The interaction between CADM1 and CADM4 is involved in the cell spreading of ATN1 cells. (A) The trans-interaction between CADM1 and CADM4 in the extracellular region was examined by immunoprecipitation assay. E-cadherin and CADM3 were used as the negative and positive controls, respectively. (B) Knockdown of CADM1 in ATN1 cells by two independent shRNAs, shCADM1-5, and shCADM1-8. (C) ATN1 cells with control shRNA or shCADM1 were incubated on coverslips coated with control IgG or CADM4-Fc. The area of 100 cells was measured in an assay and the average of three independent experiments is shown. *p < 0.05 by t-test. (D) Representative images of the spread morphology of ATN1 cells with each shRNA incubated on IgG- or CADM4-Fc-coated glasses.

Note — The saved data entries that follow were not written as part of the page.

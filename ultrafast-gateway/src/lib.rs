//! # Ultrafast Gateway Library
//!
//! A high-performance AI gateway built in Rust that provides a unified HTTP
//! interface to multiple LLM providers, with resilient routing and circuit
//! breaking handled by [`ultrafast_models_sdk`].
//!
//! ## Overview
//!
//! The Ultrafast Gateway wraps an [`ultrafast_models_sdk::UltrafastClient`] in
//! standalone mode behind an Axum HTTP server, exposing the same request
//! shapes a direct SDK caller would use, plus an admin plane for managing
//! providers and routing rules at runtime.
//!
//! ## Key Features
//!
//! - **Multi-Provider Support**: Unified interface for 10+ LLM providers (OpenAI, Anthropic, Azure, etc.)
//! - **Resilient Routing**: Rule-based and load-balanced provider selection, with circuit breakers and bulkheads
//! - **High Performance**: sub-millisecond routing overhead, high-throughput async handling
//! - **Real-time Monitoring**: request metrics, cost tracking, and health snapshots
//! - **Fault Tolerance**: circuit breakers, automatic failover, and bounded retries
//!
//! ## Architecture
//!
//! The library is organized into several core modules:
//!
//! - **`config`**: Configuration management and validation
//! - **`server`**: HTTP server setup and request handling
//! - **`handlers`**: API endpoint handlers and business logic
//! - **`middleware`**: Request/response middleware (logging, metrics, CORS)
//! - **`metrics`**: Performance monitoring and analytics
//! - **`error_handling`**: Comprehensive error handling utilities
//!
//! ## Quick Start
//!
//! ```rust
//! use ultrafast_gateway::{create_server, config::Config};
//!
//! #[tokio::main]
//! async fn main() -> Result<(), Box<dyn std::error::Error>> {
//!     // Load configuration
//!     let config = Config::load("config.toml")?;
//!     
//!     // Create and start the server
//!     let app = create_server(config).await?;
//!     
//!     // The server is now ready to handle requests
//!     Ok(())
//! }
//! ```
//!
//! ## Provider Integration
//!
//! The gateway supports multiple providers through a unified interface:
//!
//! ```rust
//! use ultrafast_models_sdk::{UltrafastClient, ChatRequest, Message};
//!
//! let client = UltrafastClient::standalone()
//!     .with_openai("your-openai-key")
//!     .with_anthropic("your-anthropic-key")
//!     .build()?;
//!
//! let response = client.chat_completion(ChatRequest {
//!     model: "gpt-4".to_string(),
//!     messages: vec![Message::user("Hello, world!")],
//!     ..Default::default()
//! }).await?;
//! ```
//!
//! ## Configuration
//!
//! The gateway uses TOML configuration files for easy setup:
//!
//! ```toml
//! [server]
//! host = "0.0.0.0"
//! port = 3000
//!
//! [providers.openai]
//! enabled = true
//! api_key = "your-openai-key"
//! base_url = "https://api.openai.com/v1"
//! ```
//!
//! ## Monitoring
//!
//! Built-in metrics and monitoring endpoints:
//!
//! - `/health` - Service health check
//! - `/metrics` - Performance metrics
//! - `/metrics/prometheus` - Prometheus-format metrics
//! - `/admin/providers` - Provider status
//! - `/admin/config` - Configuration status
//!
//! ## License
//!
//! This project is licensed under either of
//!
//! * Apache License, Version 2.0, ([LICENSE-APACHE](LICENSE-APACHE) or https://www.apache.org/licenses/LICENSE-2.0)
//! * MIT license ([LICENSE-MIT](LICENSE-MIT) or https://opensource.org/licenses/MIT)
//!
//! at your option.

pub mod config;
pub mod error_handling;
pub mod gateway_error;
pub mod handlers;
pub mod metrics;
pub mod middleware;
pub mod request_context;
pub mod server;

pub use server::create_server;

#[cfg(test)]
mod tests {
    use super::*;
    use crate::config::Config;
    use axum::http::StatusCode;
    use axum_test::TestServer;

    #[tokio::test]
    async fn test_health_check() {
        let mut config = Config::default();
        config.providers.insert(
            "openai".to_string(),
            ultrafast_models_sdk::providers::ProviderConfig {
                name: "openai".to_string(),
                api_key: "test-key".to_string(),
                base_url: Some("https://api.openai.com/v1".to_string()),
                timeout: std::time::Duration::from_secs(30),
                max_retries: 3,
                retry_delay: std::time::Duration::from_secs(1),
                enabled: true,
                model_mapping: std::collections::HashMap::new(),
                headers: std::collections::HashMap::new(),
                rate_limit: Some(ultrafast_models_sdk::providers::RateLimit {
                    requests_per_minute: 1000,
                    tokens_per_minute: 100000,
                }),
                circuit_breaker: None,
            },
        );
        let app = create_server(config).await.unwrap();
        let server = TestServer::new(app).unwrap();
        let response = server.get("/health").await;
        assert_eq!(response.status_code(), StatusCode::OK);
        let body = response.json::<serde_json::Value>();
        assert_eq!(body["status"], "healthy");
        assert!(body["timestamp"].is_string());
        assert!(body["version"].is_string());
    }

    #[tokio::test]
    async fn test_metrics_endpoint() {
        let mut config = Config::default();
        config.providers.insert(
            "openai".to_string(),
            ultrafast_models_sdk::providers::ProviderConfig {
                name: "openai".to_string(),
                api_key: "test-key".to_string(),
                base_url: Some("https://api.openai.com/v1".to_string()),
                timeout: std::time::Duration::from_secs(30),
                max_retries: 3,
                retry_delay: std::time::Duration::from_secs(1),
                enabled: true,
                model_mapping: std::collections::HashMap::new(),
                headers: std::collections::HashMap::new(),
                rate_limit: Some(ultrafast_models_sdk::providers::RateLimit {
                    requests_per_minute: 1000,
                    tokens_per_minute: 100000,
                }),
                circuit_breaker: None,
            },
        );
        let app = create_server(config).await.unwrap();
        let server = TestServer::new(app).unwrap();
        let response = server.get("/metrics").await;
        assert_eq!(response.status_code(), StatusCode::OK);
        let body = response.json::<serde_json::Value>();
        assert!(body.is_object());
    }

    #[tokio::test]
    async fn test_list_providers() {
        let mut config = Config::default();
        config.providers.insert(
            "openai".to_string(),
            ultrafast_models_sdk::providers::ProviderConfig {
                name: "openai".to_string(),
                api_key: "test-key".to_string(),
                base_url: Some("https://api.openai.com/v1".to_string()),
                timeout: std::time::Duration::from_secs(30),
                max_retries: 3,
                retry_delay: std::time::Duration::from_secs(1),
                enabled: true,
                model_mapping: std::collections::HashMap::new(),
                headers: std::collections::HashMap::new(),
                rate_limit: Some(ultrafast_models_sdk::providers::RateLimit {
                    requests_per_minute: 1000,
                    tokens_per_minute: 100000,
                }),
                circuit_breaker: None,
            },
        );
        let app = create_server(config).await.unwrap();
        let server = TestServer::new(app).unwrap();
        let response = server.get("/admin/providers").await;
        assert_eq!(response.status_code(), StatusCode::OK);
        let body = response.json::<serde_json::Value>();
        assert!(body["providers"].is_array());
        assert_eq!(body["providers"].as_array().unwrap().len(), 1);
    }

    #[tokio::test]
    async fn test_config_validation() {
        let mut config = Config::default();

        // Add a provider to make the config valid
        config.providers.insert(
            "test".to_string(),
            ultrafast_models_sdk::providers::ProviderConfig {
                name: "test".to_string(),
                api_key: "test-key".to_string(),
                base_url: Some("https://api.test.com/v1".to_string()),
                timeout: std::time::Duration::from_secs(30),
                max_retries: 3,
                retry_delay: std::time::Duration::from_secs(1),
                enabled: true,
                model_mapping: std::collections::HashMap::new(),
                headers: std::collections::HashMap::new(),
                rate_limit: None,
                circuit_breaker: None,
            },
        );

        // Valid config should pass
        assert!(config.validate().is_ok());

        // Invalid config - zero port
        config.server.port = 0;
        assert!(config.validate().is_err());

        // Reset and test invalid max body size
        config.server.port = 3000;
        config.server.max_body_size = 0;
        assert!(config.validate().is_err());
    }

    #[tokio::test]
    async fn test_duration_parsing() {
        use std::time::Duration;

        // Test string format
        let duration = crate::config::parse_duration("30s").unwrap();
        assert_eq!(duration, Duration::from_secs(30));

        let duration = crate::config::parse_duration("1m").unwrap();
        assert_eq!(duration, Duration::from_secs(60));

        let duration = crate::config::parse_duration("2h").unwrap();
        assert_eq!(duration, Duration::from_secs(7200));

        let duration = crate::config::parse_duration("500ms").unwrap();
        assert_eq!(duration, Duration::from_millis(500));

        // Test invalid formats
        assert!(crate::config::parse_duration("").is_err());
        assert!(crate::config::parse_duration("30x").is_err());
        assert!(crate::config::parse_duration("abc").is_err());
    }

    #[tokio::test]
    async fn test_register_and_deregister_provider() {
        let config = Config::default();
        let app = create_server(config).await.unwrap();
        let server = TestServer::new(app).unwrap();

        let response = server
            .post("/admin/providers/dynamic-ollama/register")
            .json(&ultrafast_models_sdk::providers::ProviderConfig {
                name: "ollama".to_string(),
                api_key: String::new(),
                base_url: Some("http://localhost:11434".to_string()),
                timeout: std::time::Duration::from_secs(30),
                max_retries: 3,
                retry_delay: std::time::Duration::from_secs(1),
                enabled: true,
                model_mapping: std::collections::HashMap::new(),
                headers: std::collections::HashMap::new(),
                rate_limit: None,
                circuit_breaker: None,
            })
            .await;
        assert_eq!(response.status_code(), StatusCode::OK);
        let body = response.json::<serde_json::Value>();
        assert_eq!(body["status"], "registered");

        let response = server.delete("/admin/providers/dynamic-ollama").await;
        assert_eq!(response.status_code(), StatusCode::OK);
        let body = response.json::<serde_json::Value>();
        assert_eq!(body["status"], "deregistered");
    }

    #[tokio::test]
    async fn test_reset_provider_breaker_for_unknown_provider() {
        let config = Config::default();
        let app = create_server(config).await.unwrap();
        let server = TestServer::new(app).unwrap();

        let response = server
            .post("/admin/providers/does-not-exist/reset-breaker")
            .await;
        assert_eq!(response.status_code(), StatusCode::OK);
        let body = response.json::<serde_json::Value>();
        assert_eq!(body["reset"], false);
    }

    #[tokio::test]
    async fn test_upsert_and_delete_rule() {
        let config = Config::default();
        let app = create_server(config).await.unwrap();
        let server = TestServer::new(app).unwrap();

        let response = server
            .put("/admin/rules/prefer-ollama")
            .json(&serde_json::json!({
                "id": "ignored-by-server",
                "priority": 10,
                "predicate": {
                    "type": "is",
                    "value": { "type": "model", "value": "llama3" }
                },
                "action": {
                    "type": "route_to",
                    "value": "ollama"
                }
            }))
            .await;
        assert_eq!(response.status_code(), StatusCode::OK);
        let body = response.json::<serde_json::Value>();
        assert_eq!(body["id"], "prefer-ollama");
        assert_eq!(body["status"], "upserted");

        let response = server.delete("/admin/rules/prefer-ollama").await;
        assert_eq!(response.status_code(), StatusCode::OK);
        let body = response.json::<serde_json::Value>();
        assert_eq!(body["status"], "removed");
    }

    #[tokio::test]
    async fn test_environment_overrides() {
        let mut config = Config::default();

        // Set environment variables
        std::env::set_var("GATEWAY_HOST", "0.0.0.0");
        std::env::set_var("GATEWAY_PORT", "8080");
        std::env::set_var("GATEWAY_TIMEOUT", "60s");
        std::env::set_var("GATEWAY_LOG_LEVEL", "debug");

        // Apply overrides
        config.apply_env_overrides().unwrap();

        // Verify overrides were applied
        assert_eq!(config.server.host, "0.0.0.0");
        assert_eq!(config.server.port, 8080);
        assert_eq!(config.server.timeout.as_secs(), 60);
        assert_eq!(config.logging.level, "debug");

        // Clean up environment
        std::env::remove_var("GATEWAY_HOST");
        std::env::remove_var("GATEWAY_PORT");
        std::env::remove_var("GATEWAY_TIMEOUT");
        std::env::remove_var("GATEWAY_LOG_LEVEL");
    }
}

The cells were visualized by staining the actin cytoskeleton with Alexa Fluor 488-labeled phalloidin. The nuclei were stained with DAPI. Magnification, × 200. Scale bar, 20 μm. (E) ATN1/shControl cells were incubated on IgG or CADM4-Fc for 60 min in the presence of control chicken IgY (10 μg/mL) or anti-CADM1 antibody, 9D2 (10 μg/mL). The average cell area of three independent experiments is shown. *p < 0.05 by t-test.